Prompt: Please quote exactly the lines below from the line containing "impl From<ProcessId> for i32" to the line containing "is reaped, or", both lines included, and nothing else.
----------
//! Spawning and reaping external processes.

use std::ffi::CString;
use std::fmt;
use std::process::ExitStatus;
use std::ptr;

use failure::Fail;
use log::{debug, error, warn};
use nix::{
    errno::Errno,
    sys::wait::{self, WaitPidFlag, WaitStatus},
    unistd::{self, ForkResult, Pid},
};

use crate::{
    core::parser::TokenList,
    errors::{Error, ErrorKind, Result},
    util::{self, ShellExitStatusExt},
    SHELL_NAME,
};

/// Exit status of a child whose program could not be found.
pub const COMMAND_NOT_FOUND_EXIT_STATUS: i32 = 127;
/// Exit status of a child whose program was found but could not be executed.
pub const COMMAND_NOT_EXECUTABLE_EXIT_STATUS: i32 = 126;

/// OS process identifier. Values `<= 0` mark a process that was never
/// spawned.
#[derive(Clone, Copy, Debug, Eq, PartialEq)]
pub struct ProcessId(i32);

impl ProcessId {
    const NOT_SPAWNED: ProcessId = ProcessId(-1);

    pub fn is_valid(self) -> bool {
        self.0 > 0
    }
}

impl From<Pid> for ProcessId {
    fn from(value: Pid) -> Self {
        ProcessId(value.as_raw())
    }
}

impl From<ProcessId> for Pid {
    fn from(value: ProcessId) -> Self {
        Pid::from_raw(value.0)
    }
}

impl From<ProcessId> for i32 {
    fn from(value: ProcessId) -> Self {
        value.0
    }
}

impl fmt::Display for ProcessId {
    fn fmt(&self, f: &mut fmt::Formatter<'_>) -> fmt::Result {
        write!(f, "{}", self.0)
    }
}

#[derive(Clone, Copy, Debug, Eq, PartialEq)]
pub enum ProcessStatus {
    Running,
    /// Reaped; its status code is known.
    Completed,
    /// Never spawned, or its status could not be collected.
    Failed,
}

impl fmt::Display for ProcessStatus {
    fn fmt(&self, f: &mut fmt::Formatter<'_>) -> fmt::Result {
        match *self {
            ProcessStatus::Running => write!(f, "Running"),
            ProcessStatus::Completed => write!(f, "Done"),
            ProcessStatus::Failed => write!(f, "Failed"),
        }
    }
}

/// Handle to one spawned command.
#[derive(Debug)]
pub struct Process {
    argv: TokenList,
    id: ProcessId,
    status: ProcessStatus,
    status_code: Option<ExitStatus>,
}

impl Process {
    fn new(argv: TokenList, id: ProcessId) -> Self {
        Self {
            argv,
            id,
            status: ProcessStatus::Running,
            status_code: None,
        }
    }

    fn not_spawned(argv: TokenList) -> Self {
        Self {
            argv,
            id: ProcessId::NOT_SPAWNED,
            status: ProcessStatus::Failed,
            status_code: None,
        }
    }

    pub fn argv(&self) -> &TokenList {
        &self.argv
    }

    pub fn id(&self) -> ProcessId {
        self.id
    }

    pub fn status(&self) -> ProcessStatus {
        self.status
    }

    /// Status collected when the process was reaped.
    pub fn status_code(&self) -> Option<ExitStatus> {
        self.status_code
    }

    /// Is the process still owed a wait?
    pub fn is_outstanding(&self) -> bool {
        self.status == ProcessStatus::Running
    }

    /// Waits for the process to terminate.
    ///
    /// Returns the status only on the call that reaps the process. Once the
    /// process is reaped, or if it never spawned, returns `Ok(None)` without
    /// touching the OS; use `status_code` to read the recorded status.
    /// A failed status check marks the process `Failed` so that it is not
    /// polled again.
    pub fn wait_one(&mut self, blocking: bool) -> Result<Option<ExitStatus>> {
        if !self.is_outstanding() {
            return Ok(None);
        }

        let flags = if blocking {
            None
        } else {
            Some(WaitPidFlag::WNOHANG)
        };

        let wait_status = loop {
            match wait::waitpid(Pid::from(self.id), flags) {
                Err(Errno::EINTR) => continue,
                result => break result,
            }
        };

        let wait_status = match wait_status {
            Ok(wait_status) => wait_status,
            Err(e) => {
                self.status = ProcessStatus::Failed;
                return Err(e
                    .context(ErrorKind::Wait(i32::from(self.id)))
                    .into());
            }
        };

        let status_code = match wait_status {
            WaitStatus::Exited(_, code) => ExitStatus::from_status(code),
            WaitStatus::Signaled(_, signal, _) => util::status_for_signal(signal as i32),
            // stopped, continued and traced processes have not terminated
            _ => return Ok(None),
        };

        debug!(
            "reaped process {} ({}) with status {}",
            self.id,
            self.argv,
            status_code.status_code()
        );
        self.status = ProcessStatus::Completed;
        self.status_code = Some(status_code);
        Ok(Some(status_code))
    }

    /// Non-blocking `wait_one`.
    pub fn try_wait(&mut self) -> Result<Option<ExitStatus>> {
        self.wait_one(false)
    }

    /// Blocking `wait_one`.
    pub fn wait(&mut self) -> Result<Option<ExitStatus>> {
        self.wait_one(true)
    }
}

/// Forks and executes `argv` in the child. Never blocks.
///
/// A failure to fork is reported and yields a process that is not spawned. A
/// failure to exec is reported by the child, which then exits with
/// `COMMAND_NOT_FOUND_EXIT_STATUS` or `COMMAND_NOT_EXECUTABLE_EXIT_STATUS`.
pub fn spawn(argv: TokenList) -> Process {
    match try_spawn(&argv) {
        Ok(pid) => {
            debug!("spawned process {} for: {}", pid, argv);
            Process::new(argv, pid)
        }
        Err(e) => {
            error!("failed to spawn '{}': {}", argv, e);
            eprintln!("{}: {}", SHELL_NAME, e);
            Process::not_spawned(argv)
        }
    }
}

fn try_spawn(argv: &TokenList) -> Result<ProcessId> {
    let program = argv
        .program()
        .ok_or_else(|| Error::invalid_argument(""))?;
    let c_argv = argv.to_c_argv()?;
    // Everything the child touches is allocated before forking.
    let argv_ptrs = exec_argv(&c_argv);
    let message_prefix = format!("{}: {}: ", SHELL_NAME, program);

    util::unix::flush_stdio();
    // Safe as long as the child only calls execvp, write and _exit.
    match unsafe { unistd::fork() } {
        Ok(ForkResult::Child) => exec_or_exit(&argv_ptrs, message_prefix.as_bytes()),
        Ok(ForkResult::Parent { child }) => Ok(child.into()),
        Err(e) => {
            warn!("fork failed: {}", e);
            Err(e.context(ErrorKind::Spawn(program.to_string())).into())
        }
    }
}

/// NULL-terminated pointer array over `c_argv`, as `execvp(3)` expects.
///
/// The pointers borrow from `c_argv`, which must outlive the returned vector.
fn exec_argv(c_argv: &[CString]) -> Vec<*const libc::c_char> {
    c_argv
        .iter()
        .map(|arg| arg.as_ptr())
        .chain(Some(ptr::null()))
        .collect()
}

fn exec_or_exit(exec_argv: &[*const libc::c_char], message_prefix: &[u8]) -> ! {
    // execvp only returns on failure.
    unsafe { libc::execvp(exec_argv[0], exec_argv.as_ptr()) };
    let errno = Errno::last();

    let code = if errno == Errno::ENOENT {
        util::unix::write_to_stderr(&[message_prefix, &b"command not found\n"[..]]);
        COMMAND_NOT_FOUND_EXIT_STATUS
    } else {
        util::unix::write_to_stderr(&[message_prefix, errno.desc().as_bytes(), &b"\n"[..]]);
        COMMAND_NOT_EXECUTABLE_EXIT_STATUS
    };
    unsafe { libc::_exit(code) }
}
----------
Task output:
impl From<ProcessId> for i32 {
    fn from(value: ProcessId) -> Self {
        value.0
    }
}

impl fmt::Display for ProcessId {
    fn fmt(&self, f: &mut fmt::Formatter<'_>) -> fmt::Result {
        write!(f, "{}", self.0)
    }
}

#[derive(Clone, Copy, Debug, Eq, PartialEq)]
pub enum ProcessStatus {
    Running,
    /// Reaped; its status code is known.
    Completed,
    /// Never spawned, or its status could not be collected.
    Failed,
}

impl fmt::Display for ProcessStatus {
    fn fmt(&self, f: &mut fmt::Formatter<'_>) -> fmt::Result {
        match *self {
            ProcessStatus::Running => write!(f, "Running"),
            ProcessStatus::Completed => write!(f, "Done"),
            ProcessStatus::Failed => write!(f, "Failed"),
        }
    }
}

/// Handle to one spawned command.
#[derive(Debug)]
pub struct Process {
    argv: TokenList,
    id: ProcessId,
    status: ProcessStatus,
    status_code: Option<ExitStatus>,
}

impl Process {
    fn new(argv: TokenList, id: ProcessId) -> Self {
        Self {
            argv,
            id,
            status: ProcessStatus::Running,
            status_code: None,
        }
    }

    fn not_spawned(argv: TokenList) -> Self {
        Self {
            argv,
            id: ProcessId::NOT_SPAWNED,
            status: ProcessStatus::Failed,
            status_code: None,
        }
    }

    pub fn argv(&self) -> &TokenList {
        &self.argv
    }

    pub fn id(&self) -> ProcessId {
        self.id
    }

    pub fn status(&self) -> ProcessStatus {
        self.status
    }

    /// Status collected when the process was reaped.
    pub fn status_code(&self) -> Option<ExitStatus> {
        self.status_code
    }

    /// Is the process still owed a wait?
    pub fn is_outstanding(&self) -> bool {
        self.status == ProcessStatus::Running
    }

    /// Waits for the process to terminate.
    ///
    /// Returns the status only on the call that reaps the process. Once the
    /// process is reaped, or if it never spawned, returns `Ok(None)` without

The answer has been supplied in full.